Newbie query: working on already delivered messages - batch mode?
David Relson
relson at osagesoftware.com
Fri Jun 10 03:30:40 CEST 2005
On Thu, 09 Jun 2005 17:22:07 -0700
David R wrote:
...[snip]...
> I did have to compile bogofilter from sources, couldn't use a pre-rolled RPM
> because of dependency problems.
The pre-built binary rpms are created by me -- currently using a
Mandrake 10.2 system. 'Tis good the RH 7.1 build from source went
without incident. Not everyone building from source is so fortunate.
You had asked about '-b' vs '-B'. '-B' uses filenames from the command
line, while '-b' uses filenames from stdin. To score all the messages in
'maildir' you can use either of:
cd maildir; bogofilter -v -B *
or
ls maildir/* | bogofilter -v -b
More generally using find you could do:
find maildir -type f | bogofilter -v -b
or
find maildir -name "*$PATTERN*" | bogofilter -v -b
> >That's probably not a good idea to do it to the exact same file name.
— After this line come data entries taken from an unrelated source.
use bytes::Bytes;
use parking_lot::Mutex;
use std::sync::Arc;
use thiserror::Error;

/// Error returned by [`LogStore::append`].
#[derive(Debug, Error)]
pub enum LogError {
    #[error("failed to append to log `{log}`")]
    Append {
        log: String,
        #[source]
        source: anyhow::Error,
    },
    #[error("log `{log}` is closed")]
    Closed { log: String },
}

/// An append-only log with at-least-once append semantics.
///
/// Implementations must apply appends in call order per log; duplicates on
/// retry are acceptable, reordering is not.
pub trait LogStore: Send + Sync {
    /// The log's name (used in error reporting and trigger-log routing).
    fn name(&self) -> &str;

    /// Append one entry under `key`.
    fn append(&self, key: Bytes, record: Bytes) -> Result<(), LogError>;
}

/// In-memory [`LogStore`] used by tests and the reference backend.
///
/// Appends can be forced to fail via [`MemoryLog::set_fail_appends`] to
/// exercise the commit engine's log-failure paths.
#[derive(Clone)]
pub struct MemoryLog {
    name: String,
    inner: Arc<Mutex<MemoryLogInner>>,
}

#[derive(Default)]
struct MemoryLogInner {
    entries: Vec<(Bytes, Bytes)>,
    fail_appends: bool,
}

impl MemoryLog {
    pub fn new(name: impl Into<String>) -> Self {
        Self {
            name: name.into(),
            inner: Arc::default(),
        }
    }

    /// Snapshot of all appended `(key, record)` entries, in append order.
    pub fn entries(&self) -> Vec<(Bytes, Bytes)> {
        self.inner.lock().entries.clone()
    }

    pub fn len(&self) -> usize {
        self.inner.lock().entries.len()
    }

    pub fn is_empty(&self) -> bool {
        self.len() == 0
    }

    /// When set, every subsequent append fails.
    pub fn set_fail_appends(&self, fail: bool) {
        self.inner.lock().fail_appends = fail;
    }
}

impl LogStore for MemoryLog {
    fn name(&self) -> &str {
        &self.name
    }

    fn append(&self, key: Bytes, record: Bytes) -> Result<(), LogError> {
        let mut inner = self.inner.lock();
        if inner.fail_appends {
            return Err(LogError::Append {
                log: self.name.clone(),
                source: anyhow::anyhow!("append failure injected"),
            });
        }
        log::trace!("log `{}`: appended {} bytes", self.name, record.len());
        inner.entries.push((key, record));
        Ok(())
    }
}

#[cfg(test)]
mod tests {
    use super::*;

    #[test]
    fn appends_preserve_order() {
        let log = MemoryLog::new("tx");
        for i in 0u8..4 {
            log.append(Bytes::from(vec![i]), Bytes::from(vec![i, i]))
                .unwrap();
        }
        let keys: Vec<u8> = log.entries().iter().map(|(k, _)| k[0]).collect();
        assert_eq!(keys, [0, 1, 2, 3]);
    }

    #[test]
    fn injected_failure_surfaces() {
        let log = MemoryLog::new("tx");
        log.set_fail_appends(true);
        let err = log
            .append(Bytes::from_static(b"k"), Bytes::from_static(b"r"))
            .unwrap_err();
        assert!(matches!(err, LogError::Append { .. }));
        assert!(log.is_empty());
    }
}
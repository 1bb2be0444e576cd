//! Serde support for masks and reports (feature-gated)
//!
//! - [`FieldMask`] (de)serializes as a sequence of field names.
//! - [`FieldError`] serializes as `{"field", "kind", "message"}`.
//! - [`ValidationErrors`] serializes as a sequence of field errors.
//! - [`Error`] serializes as `{"kind", "message"}` plus `"fields"` for field
//!   failures.
//!
//! Reports only serialize: the wrapped check errors are opaque and cannot be
//! rebuilt from text.
//!
//! # Example
//!
//! ```rust,ignore
//! let err = product.validate().unwrap_err();
//! let body = serde_json::to_string(&err)?;
//! // {"kind":"fields","message":"1. field price is invalid: ...\n","fields":[...]}
//! ```

use serde::ser::{SerializeSeq, SerializeStruct};
use serde::{Deserialize, Deserializer, Serialize, Serializer};

use crate::error::{Error, FieldError, ValidationErrors};
use crate::mask::FieldMask;

impl Serialize for FieldMask {
    fn serialize<S: Serializer>(&self, serializer: S) -> Result<S::Ok, S::Error> {
        self.paths().serialize(serializer)
    }
}

impl<'de> Deserialize<'de> for FieldMask {
    fn deserialize<D: Deserializer<'de>>(deserializer: D) -> Result<Self, D::Error> {
        let paths = Vec::<String>::deserialize(deserializer)?;
        Ok(FieldMask::from(paths))
    }
}

impl Serialize for FieldError {
    fn serialize<S: Serializer>(&self, serializer: S) -> Result<S::Ok, S::Error> {
        let mut state = serializer.serialize_struct("FieldError", 3)?;
        state.serialize_field("field", self.field())?;
        state.serialize_field("kind", self.kind().as_str())?;
        state.serialize_field("message", &self.to_string())?;
        state.end()
    }
}

impl Serialize for ValidationErrors {
    fn serialize<S: Serializer>(&self, serializer: S) -> Result<S::Ok, S::Error> {
        let mut seq = serializer.serialize_seq(Some(self.len()))?;
        for error in self {
            seq.serialize_element(error)?;
        }
        seq.end()
    }
}

impl Serialize for Error {
    fn serialize<S: Serializer>(&self, serializer: S) -> Result<S::Ok, S::Error> {
        match self {
            Error::NilSource | Error::EmptyMapping => {
                let kind = if matches!(self, Error::NilSource) {
                    "nil_source"
                } else {
                    "empty_mapping"
                };
                let mut state = serializer.serialize_struct("Error", 2)?;
                state.serialize_field("kind", kind)?;
                state.serialize_field("message", &self.to_string())?;
                state.end()
            }
            Error::Fields(errors) => {
                let mut state = serializer.serialize_struct("Error", 3)?;
                state.serialize_field("kind", "fields")?;
                state.serialize_field("message", &self.to_string())?;
                state.serialize_field("fields", errors)?;
                state.end()
            }
        }
    }
}
//! Error types produced by the dispatcher
//!
//! Validation has two kinds of failure:
//!
//! - **Precondition errors** ([`Error::NilSource`], [`Error::EmptyMapping`]) mean the
//!   collaborator misused the API. They are singular and no field is checked.
//! - **Field errors** ([`FieldError`]) are the expected outcome of validating bad
//!   data. They are always aggregated into a [`ValidationErrors`] report, one
//!   entry per failed or unknown field, in ascending field-name order.
//!
//! # Examples
//!
//! ```
//! use fieldcheck::{FieldError, ValidationErrors};
//!
//! let report = ValidationErrors::new(
//!     FieldError::invalid("name", "name must not be empty"),
//!     vec![FieldError::unknown("id")],
//! );
//!
//! assert_eq!(
//!     report.to_string(),
//!     "1. field name is invalid: name must not be empty\n2. field id is unknown\n"
//! );
//! ```

use std::error::Error as StdError;
use std::fmt;

use crate::mapper::CheckError;
use crate::Semigroup;

/// Failure returned by [`validate`](crate::validate)
#[derive(Debug)]
pub enum Error {
    /// No mapper was supplied
    NilSource,
    /// The mapper produced a mapping without any field
    EmptyMapping,
    /// One or more fields were unknown or failed their check
    Fields(ValidationErrors),
}

impl Error {
    /// Whether this error reports API misuse rather than invalid fields
    ///
    /// # Examples
    ///
    /// ```
    /// use fieldcheck::Error;
    ///
    /// assert!(Error::NilSource.is_precondition());
    /// assert!(Error::EmptyMapping.is_precondition());
    /// ```
    pub fn is_precondition(&self) -> bool {
        matches!(self, Error::NilSource | Error::EmptyMapping)
    }

    /// The aggregated field report, if this is a field-level failure
    pub fn field_errors(&self) -> Option<&ValidationErrors> {
        match self {
            Error::Fields(errors) => Some(errors),
            _ => None,
        }
    }

    /// Consume the error and return the aggregated field report, if any
    pub fn into_field_errors(self) -> Option<ValidationErrors> {
        match self {
            Error::Fields(errors) => Some(errors),
            _ => None,
        }
    }
}

impl fmt::Display for Error {
    fn fmt(&self, f: &mut fmt::Formatter<'_>) -> fmt::Result {
        match self {
            Error::NilSource => f.write_str("mapper cannot be nil"),
            Error::EmptyMapping => f.write_str("validation map cannot be nil or empty"),
            Error::Fields(errors) => fmt::Display::fmt(errors, f),
        }
    }
}

impl StdError for Error {
    fn source(&self) -> Option<&(dyn StdError + 'static)> {
        match self {
            Error::Fields(errors) => Some(errors),
            _ => None,
        }
    }
}

impl From<ValidationErrors> for Error {
    fn from(errors: ValidationErrors) -> Self {
        Error::Fields(errors)
    }
}

/// Classification of a single [`FieldError`]
#[derive(Debug, Clone, Copy, PartialEq, Eq, Hash)]
pub enum FieldErrorKind {
    /// The field is not part of the mapping
    Unknown,
    /// The field's check returned an error
    Invalid,
}

impl FieldErrorKind {
    /// Lowercase name used in serialized reports
    pub fn as_str(&self) -> &'static str {
        match self {
            FieldErrorKind::Unknown => "unknown",
            FieldErrorKind::Invalid => "invalid",
        }
    }
}

impl fmt::Display for FieldErrorKind {
    fn fmt(&self, f: &mut fmt::Formatter<'_>) -> fmt::Result {
        f.write_str(self.as_str())
    }
}

/// Outcome of one failed field in a validation pass
#[derive(Debug)]
pub enum FieldError {
    /// The requested field has no check in the mapping
    Unknown {
        /// Requested field name
        field: String,
    },
    /// The field's check failed
    Invalid {
        /// Field name
        field: String,
        /// Reason returned by the check
        source: CheckError,
    },
}

impl FieldError {
    /// Entry for a field absent from the mapping
    pub fn unknown(field: impl Into<String>) -> Self {
        FieldError::Unknown {
            field: field.into(),
        }
    }

    /// Entry for a field whose check failed with `source`
    pub fn invalid(field: impl Into<String>, source: impl Into<CheckError>) -> Self {
        FieldError::Invalid {
            field: field.into(),
            source: source.into(),
        }
    }

    /// Name of the field this entry is about
    pub fn field(&self) -> &str {
        match self {
            FieldError::Unknown { field } | FieldError::Invalid { field, .. } => field,
        }
    }

    /// Whether the field was unknown or invalid
    pub fn kind(&self) -> FieldErrorKind {
        match self {
            FieldError::Unknown { .. } => FieldErrorKind::Unknown,
            FieldError::Invalid { .. } => FieldErrorKind::Invalid,
        }
    }

    /// The check's own error, for invalid fields
    ///
    /// # Examples
    ///
    /// ```
    /// use fieldcheck::FieldError;
    ///
    /// let err = FieldError::invalid("price", "price must be positive");
    /// assert_eq!(err.cause().unwrap().to_string(), "price must be positive");
    /// assert!(FieldError::unknown("id").cause().is_none());
    /// ```
    pub fn cause(&self) -> Option<&(dyn StdError + Send + Sync + 'static)> {
        match self {
            FieldError::Invalid { source, .. } => Some(&**source),
            FieldError::Unknown { .. } => None,
        }
    }
}

impl fmt::Display for FieldError {
    fn fmt(&self, f: &mut fmt::Formatter<'_>) -> fmt::Result {
        match self {
            FieldError::Unknown { field } => write!(f, "field {} is unknown", field),
            FieldError::Invalid { field, source } => {
                write!(f, "field {} is invalid: {}", field, source)
            }
        }
    }
}

impl StdError for FieldError {
    fn source(&self) -> Option<&(dyn StdError + 'static)> {
        match self {
            FieldError::Invalid { source, .. } => Some(&**source),
            FieldError::Unknown { .. } => None,
        }
    }
}

/// Ordered report of every field that failed in one validation pass
///
/// Entries keep the order they were recorded in. The dispatcher records them
/// in ascending field-name order, so a report for the same input is always
/// identical.
///
/// A report always holds at least one entry: success is `Ok(())`, never an
/// empty report.
#[derive(Debug)]
pub struct ValidationErrors {
    errors: Vec<FieldError>,
}

impl ValidationErrors {
    /// Build a report from a first entry and the ones following it
    pub fn new(first: FieldError, rest: Vec<FieldError>) -> Self {
        let mut errors = Vec::with_capacity(1 + rest.len());
        errors.push(first);
        errors.extend(rest);
        Self { errors }
    }

    /// Build a report holding a single entry
    pub fn singleton(error: FieldError) -> Self {
        Self::new(error, Vec::new())
    }

    /// Build a report from entries, keeping their order
    ///
    /// Returns `None` if `errors` is empty.
    ///
    /// # Examples
    ///
    /// ```
    /// use fieldcheck::{FieldError, ValidationErrors};
    ///
    /// assert!(ValidationErrors::from_vec(Vec::new()).is_none());
    ///
    /// let report = ValidationErrors::from_vec(vec![FieldError::unknown("id")]).unwrap();
    /// assert_eq!(report.len(), 1);
    /// ```
    pub fn from_vec(errors: Vec<FieldError>) -> Option<Self> {
        if errors.is_empty() {
            None
        } else {
            Some(Self { errors })
        }
    }

    /// Append an entry
    pub fn push(&mut self, error: FieldError) {
        self.errors.push(error);
    }

    /// Number of entries
    pub fn len(&self) -> usize {
        self.errors.len()
    }

    /// Always `false`, a report holds at least one entry
    ///
    /// This method exists to satisfy clippy's `len_without_is_empty` lint.
    pub fn is_empty(&self) -> bool {
        false
    }

    /// Entry at `index`
    pub fn get(&self, index: usize) -> Option<&FieldError> {
        self.errors.get(index)
    }

    /// Iterate over entries in order
    pub fn iter(&self) -> std::slice::Iter<'_, FieldError> {
        self.errors.iter()
    }

    /// Entries as a slice
    pub fn as_slice(&self) -> &[FieldError] {
        &self.errors
    }

    /// Rendered message of each entry, in order
    ///
    /// # Examples
    ///
    /// ```
    /// use fieldcheck::{FieldError, ValidationErrors};
    ///
    /// let report = ValidationErrors::singleton(FieldError::unknown("id"));
    /// assert_eq!(report.messages(), vec!["field id is unknown"]);
    /// ```
    pub fn messages(&self) -> Vec<String> {
        self.errors.iter().map(ToString::to_string).collect()
    }

    /// Field name of each entry, in order
    pub fn fields(&self) -> Vec<&str> {
        self.errors.iter().map(FieldError::field).collect()
    }

    /// Consume the report and return its entries
    pub fn into_vec(self) -> Vec<FieldError> {
        self.errors
    }
}

impl fmt::Display for ValidationErrors {
    fn fmt(&self, f: &mut fmt::Formatter<'_>) -> fmt::Result {
        for (i, error) in self.errors.iter().enumerate() {
            writeln!(f, "{}. {}", i + 1, error)?;
        }
        Ok(())
    }
}

impl StdError for ValidationErrors {}

impl Semigroup for ValidationErrors {
    fn combine(mut self, other: Self) -> Self {
        self.errors.extend(other.errors);
        self
    }
}

impl Extend<FieldError> for ValidationErrors {
    fn extend<I: IntoIterator<Item = FieldError>>(&mut self, iter: I) {
        self.errors.extend(iter);
    }
}

impl IntoIterator for ValidationErrors {
    type Item = FieldError;
    type IntoIter = std::vec::IntoIter<FieldError>;

    fn into_iter(self) -> Self::IntoIter {
        self.errors.into_iter()
    }
}

impl<'a> IntoIterator for &'a ValidationErrors {
    type Item = &'a FieldError;
    type IntoIter = std::slice::Iter<'a, FieldError>;

    fn into_iter(self) -> Self::IntoIter {
        self.errors.iter()
    }
}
> >What happens when your bogofilter script runs and the message is popped
> >off the server at that moment?
>
> Not a problem. The script is triggered by/from the (hacked) POP server
> executable itself, so it's nothing will happen to the maildir while it's
> running.
>
> >and then go through those and move them into the ./Maildir/new
> >directory using the "safecat" program:
> > http://jeenyus.net/~budney/linux/software/safecat.html
>
> I'll look at it, but that still doesn't solve the problem (scoring and
> adding the bogosity header to N emails without invoking bogofilter N
> separate times).
>
> >What you're doing sounds like its requires processing on each individual
> >email beyond a simple "score this email" -- you're actually writing
> >information to the file.
>
> No, I'm just wanting to score it and record the score in the message via the
> X-Bogosity header, so I can filter and sort it later at the client level.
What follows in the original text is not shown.